What Game of Thrones can teach us about AI

If you are a Game of Thrones fan, you may be wondering why the Night King turned on the Children of the Forest. Wasn’t he created by them for their protection and betterment? Did he at some point gain autonomy with a seemingly angry consciousness? Nevertheless, it remains that the Children of the Forest lost control over what they created, yielding a superior autonomous force that ultimately led to their extinction.

This ominous tale may sound familiar to those in the emerging tech industry. After all, technologists and philosophers have warned us that one day artificial intelligence (AI) will become sentient and thus autonomous, leading to its dominion over inferior species, us mortals.

RPA left to do the mindless jobs

The evolutionary hierarchy for AI is indeed presented in Game of Thrones. For example, let’s liken the multitude of witless wights to that of today’s robotic process software. These wights are the worker bees that mindlessly perform the same task over and over, virtually the same way each time. You know the drill: kill the humans, kill the humans, oh and kill the humans. They have no conscience nor consciousness; they simply follow a repeatable assigned mandate.

The wights are robotic process automation in this sense, for they free the more evolved form of the undead from the tedious and the mundane. They allow the higher thinkers to be more efficient at their undead job. The higher thinkers here would be the generals of the dead, aka the White Walkers. They directly benefit from the wights as they are freed from that boring repetitive task of killing the humans, thus they can focus more on strategy of how to kill the humans. Anyway, these guys seem to have consciousness and are able to communicate.

Perhaps we can liken this group to an early version of AI. They have solid abilities to navigate based on accrued data, recalibrate as needed and solve undead problems. However, this wouldn’t be enough to put humanity on final notice.

We must guide AI’s responsible evolution

As a species we would still have the upper hand when it comes to outsmarting White Walkers, because they are aimless without a clear leader. In other words, they have a level of intelligence, but are not so autonomous. They require direction and remain tied to the top dog, the director of the show, the Night King. He programs and reprograms his flock on demand. He’s the sovereign brain behind the mission and without him the system fails.
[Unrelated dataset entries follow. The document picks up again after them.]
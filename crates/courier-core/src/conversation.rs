//! Conversation message types shared by every provider adapter

use serde::{Deserialize, Serialize};

/// Role of a message in the conversation
///
/// The system prompt is not a message: it travels as a separate argument to
/// [`Provider::create_message`](crate::provider::Provider::create_message) so
/// adapters can place it wherever their wire format requires.
#[derive(Debug, Clone, Copy, PartialEq, Eq, Hash, Serialize, Deserialize)]
#[serde(rename_all = "lowercase")]
pub enum MessageRole {
    /// User message (human input)
    User,
    /// Assistant message (model response)
    Assistant,
}

impl std::fmt::Display for MessageRole {
    fn fmt(&self, f: &mut std::fmt::Formatter<'_>) -> std::fmt::Result {
        match self {
            MessageRole::User => write!(f, "user"),
            MessageRole::Assistant => write!(f, "assistant"),
        }
    }
}

/// One block of message content
///
/// Mirrors the multi-part content arrays used by Anthropic and
/// OpenAI-compatible chat APIs. Adapters translate blocks into their own wire
/// shape; everything outside the adapters works with this form only.
#[derive(Debug, Clone, PartialEq, Eq, Serialize, Deserialize)]
#[serde(tag = "type", rename_all = "lowercase")]
pub enum ContentBlock {
    /// Plain text
    Text {
        /// The text content
        text: String,
    },
    /// Base64-encoded image
    Image {
        /// MIME type, e.g. "image/png"
        media_type: String,
        /// Base64 payload without any data-URL prefix
        data: String,
    },
}

impl ContentBlock {
    /// Create a text block
    pub fn text<S: Into<String>>(text: S) -> Self {
        Self::Text { text: text.into() }
    }

    /// Create an image block from a base64 payload
    pub fn image<S: Into<String>>(media_type: S, data: S) -> Self {
        Self::Image {
            media_type: media_type.into(),
            data: data.into(),
        }
    }

    /// Text of this block, empty for non-text blocks
    pub fn as_text(&self) -> &str {
        match self {
            Self::Text { text } => text,
            Self::Image { .. } => "",
        }
    }
}

/// A message in the conversation history
#[derive(Debug, Clone, PartialEq, Eq, Serialize, Deserialize)]
pub struct Message {
    /// Role of the message sender
    pub role: MessageRole,
    /// Ordered content blocks
    pub content: Vec<ContentBlock>,
}

impl Message {
    /// Create a user message with a single text block
    pub fn user<S: Into<String>>(text: S) -> Self {
        Self {
            role: MessageRole::User,
            content: vec![ContentBlock::text(text)],
        }
    }

    /// Create an assistant message with a single text block
    pub fn assistant<S: Into<String>>(text: S) -> Self {
        Self {
            role: MessageRole::Assistant,
            content: vec![ContentBlock::text(text)],
        }
    }

    /// Create a message from pre-built content blocks
    pub fn with_blocks(role: MessageRole, content: Vec<ContentBlock>) -> Self {
        Self { role, content }
    }

    /// Concatenated text of all text blocks
    pub fn text(&self) -> String {
        self.content
            .iter()
            .map(ContentBlock::as_text)
            .collect::<Vec<_>>()
            .join("")
    }

    /// Whether the message carries any image blocks
    pub fn has_images(&self) -> bool {
        self.content
            .iter()
            .any(|block| matches!(block, ContentBlock::Image { .. }))
    }
}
Here the Night King is akin to what is often referred to as artificial general intelligence, where the artificial entity not only has the same, or better, intellectual and reasoning ability to that of its human counterpart, but it also has consciousness, thus autonomy.

It is here the prophetic begins because as we know the Night King wasn’t always autonomous; he was a programmed tool for the betterment of the Children of the Forest. But something happened as he gained consciousness.

For those in the emerging tech world, this is of fundamental concern. AI can serve mankind in so many positive ways, from ending world hunger, to solutions for climate change, to discovering cures for seemingly incurable diseases.

But, as we’ve seen with our Game of Thrones characters, the warning is always there for the heeding. We alone own the direction of AI, as we are its creators; we must come together as a global community to guide its positive evolution. This is easier said than done, of course, for the lesson learnt after eight seasons of Thrones is the greatest threat to humanity is not death, it is ourselves.